Use the method of the first example in Section 6.1.4 of the course notes on the bootstrap.

Do not use the method of the second example in that section where the sdfun argument is omitted.

You could also use the method of Section 6.1.3 of those notes, but why? It is a lot more code to fuss with.

Use at least 10⁴ bootstrap samples.

Problem 3

This problem is about two-parameter maximum likelihood, which was covered in Sections 6–9 of the course notes on models, Part II.

In particular, it is about Wald-type confidence intervals, exemplified in Section 9.3.1 of those course notes and Section 9.3.2 of those course notes.

However, in order to not use a distribution already used in the course notes, we are going to use the logistic distribution (which gives logistic regression its name).

The R function dlogis calculates the PDF of this distribution and works like all other d functions for distributions R knows about. The help page help("dlogis") gives a mathematical equation for the PDF but you shouldn't need it for this problem (you can use it if you think you need to).

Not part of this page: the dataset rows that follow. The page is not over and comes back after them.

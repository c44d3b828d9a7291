//! Channel downmixing and sample-rate conversion.
//!
//! The transcription worker requires 16 kHz mono f32 audio, while cpal
//! captures at whatever the device natively runs (commonly 44.1 or 48 kHz,
//! often stereo).  [`to_mono`] averages interleaved channels;
//! [`RateConverter`] bridges the rate gap with a rubato `FastFixedIn`
//! session on the accumulator thread, where allocation is allowed.
//!
//! When the capture rate already equals the target rate the converter is a
//! passthrough and no rubato session is created at all.

use rubato::{FastFixedIn, PolynomialDegree, Resampler};

// ---------------------------------------------------------------------------
// to_mono
// ---------------------------------------------------------------------------

/// Mix interleaved multi-channel audio down to mono by averaging channels.
///
/// The output length is `samples.len() / channels`.  Mono input is returned
/// as an owned `Vec` without averaging; zero channels yields an empty vector.
///
/// # Example
///
/// ```rust
/// use push_to_talk::audio::to_mono;
///
/// let stereo = vec![0.4_f32, 0.2, -0.4, -0.2]; // L R L R
/// let mono = to_mono(&stereo, 2);
/// assert_eq!(mono.len(), 2);
/// assert!((mono[0] - 0.3).abs() < 1e-6);
/// assert!((mono[1] + 0.3).abs() < 1e-6);
/// ```
pub fn to_mono(samples: &[f32], channels: u16) -> Vec<f32> {
    match channels {
        0 => Vec::new(),
        1 => samples.to_vec(),
        n => {
            let n = n as usize;
            samples
                .chunks_exact(n)
                .map(|frame| frame.iter().sum::<f32>() / n as f32)
                .collect()
        }
    }
}

// ---------------------------------------------------------------------------
// RateConverter
// ---------------------------------------------------------------------------

/// Input samples rubato consumes per process call.
const CHUNK_SIZE: usize = 1024;

/// Converts f32 mono audio from the capture rate to the target rate.
///
/// Samples are accumulated internally until a full chunk is available for
/// rubato; any remainder is kept for the next call.  [`reset`](Self::reset)
/// discards that remainder so a stale tail never leaks into the next
/// recording session.
pub struct RateConverter {
    /// `None` when capture rate == target rate (passthrough mode).
    resampler: Option<FastFixedIn<f32>>,
    /// Holds partial input chunks between calls.
    input_buf: Vec<f32>,
    /// Pre-allocated rubato output buffer: `[1][output_frames_max]`.
    output_buf: Vec<Vec<f32>>,
}

impl RateConverter {
    /// Create a converter from `capture_rate` Hz to `target_rate` Hz.
    ///
    /// Returns an error string when rubato rejects the ratio (never happens
    /// for real device rates; surfaced for completeness).
    pub fn new(capture_rate: u32, target_rate: u32) -> Result<Self, String> {
        if capture_rate == target_rate {
            return Ok(Self {
                resampler: None,
                input_buf: Vec::new(),
                output_buf: Vec::new(),
            });
        }

        let ratio = target_rate as f64 / capture_rate as f64;

        let resampler = FastFixedIn::<f32>::new(
            ratio,
            1.0, // fixed ratio, no dynamic adjustment
            PolynomialDegree::Cubic,
            CHUNK_SIZE,
            1, // mono
        )
        .map_err(|e| format!("resampler init: {e}"))?;

        let max_out = resampler.output_frames_max();
        let output_buf = vec![vec![0f32; max_out]; 1];

        log::debug!("audio: resampling {capture_rate} Hz -> {target_rate} Hz");

        Ok(Self {
            resampler: Some(resampler),
            input_buf: Vec::new(),
            output_buf,
        })
    }

    /// Process incoming mono samples, returning converted output (possibly
    /// empty while a partial chunk accumulates).
    pub fn process(&mut self, samples: &[f32]) -> Vec<f32> {
        let Some(ref mut resampler) = self.resampler else {
            return samples.to_vec();
        };

        self.input_buf.extend_from_slice(samples);

        let mut result = Vec::new();

        while self.input_buf.len() >= CHUNK_SIZE {
            let input_slice = &self.input_buf[..CHUNK_SIZE];

            match resampler.process_into_buffer(&[input_slice], &mut self.output_buf, None) {
                Ok((_consumed, produced)) => {
                    result.extend_from_slice(&self.output_buf[0][..produced]);
                }
                Err(e) => {
                    log::error!("audio: resampler process error: {e}");
                }
            }

            self.input_buf.drain(..CHUNK_SIZE);
        }

        result
    }

    /// Discard any partially accumulated input chunk.
    ///
    /// Called on the recording falling edge so the next session starts from
    /// a clean converter state.
    pub fn reset(&mut self) {
        self.input_buf.clear();
    }

    /// `true` when capture rate == target rate and no resampling occurs.
    pub fn is_passthrough(&self) -> bool {
        self.resampler.is_none()
    }
}

// ---------------------------------------------------------------------------
// Tests
// ---------------------------------------------------------------------------

#[cfg(test)]
mod tests {
    use super::*;

    // ---- to_mono -----------------------------------------------------------

    #[test]
    fn mono_input_passes_through() {
        let samples = vec![0.1_f32, 0.2, 0.3];
        assert_eq!(to_mono(&samples, 1), samples);
    }

    #[test]
    fn stereo_averages_pairs() {
        let samples = vec![1.0_f32, 0.0, 0.0, 1.0];
        assert_eq!(to_mono(&samples, 2), vec![0.5, 0.5]);
    }

    #[test]
    fn zero_channels_yields_empty() {
        assert!(to_mono(&[0.1, 0.2], 0).is_empty());
    }

    #[test]
    fn trailing_partial_frame_is_dropped() {
        // 5 samples at 2 channels: the dangling sample has no pair.
        let samples = vec![0.2_f32; 5];
        assert_eq!(to_mono(&samples, 2).len(), 2);
    }

    // ---- RateConverter -----------------------------------------------------

    #[test]
    fn passthrough_identity() {
        let mut rc = RateConverter::new(16_000, 16_000).unwrap();
        assert!(rc.is_passthrough());
        let samples: Vec<f32> = (0..480).map(|i| i as f32 * 0.001).collect();
        assert_eq!(rc.process(&samples), samples);
    }

    #[test]
    fn downsample_48k_to_16k_has_expected_length() {
        let mut rc = RateConverter::new(48_000, 16_000).unwrap();
        assert!(!rc.is_passthrough());
        // Feed 3 chunks' worth; expect roughly a third back.
        let samples = vec![0.0f32; CHUNK_SIZE * 3];
        let out = rc.process(&samples);
        let expected = CHUNK_SIZE; // 3 chunks / ratio 3
        assert!(
            (out.len() as isize - expected as isize).unsigned_abs() <= 32,
            "output len={} expected≈{}",
            out.len(),
            expected
        );
    }

    #[test]
    fn partial_chunk_accumulates_until_full() {
        let mut rc = RateConverter::new(48_000, 16_000).unwrap();
        let out1 = rc.process(&vec![0.0f32; CHUNK_SIZE / 2]);
        assert!(out1.is_empty(), "partial chunk must not produce output");
        let out2 = rc.process(&vec![0.0f32; CHUNK_SIZE / 2 + 8]);
        assert!(!out2.is_empty(), "second push should complete the chunk");
    }

    #[test]
    fn reset_discards_partial_input() {
        let mut rc = RateConverter::new(48_000, 16_000).unwrap();
        rc.process(&vec![0.0f32; CHUNK_SIZE - 1]);
        rc.reset();
        // One more sample would have completed the old chunk; after reset it
        // only begins a new one.
        let out = rc.process(&vec![0.0f32; 1]);
        assert!(out.is_empty());
    }
}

This is a symmetric distribution. The population median is the center of symmetry, which is the location parameter. The interquartile range (IQR) of the standard logistic distribution is


> qlogis(0.75) - qlogis(0.25)
[1] 2.197225

times the scale parameter (the number above is for the default value of the scale parameter, which is one). We can see this from


> foo <- rexp(5)
> foo
[1] 1.3009717 0.1212703 0.2030711 0.6550454 0.9039590
> (qlogis(0.75, scale = foo) - qlogis(0.25, scale = foo)) / foo
[1] 2.197225 2.197225 2.197225 2.197225 2.197225

Hence the sample median is a good estimator of location and the IQR divided by qlogis(0.75) - qlogis(0.25) is a good estimator of scale.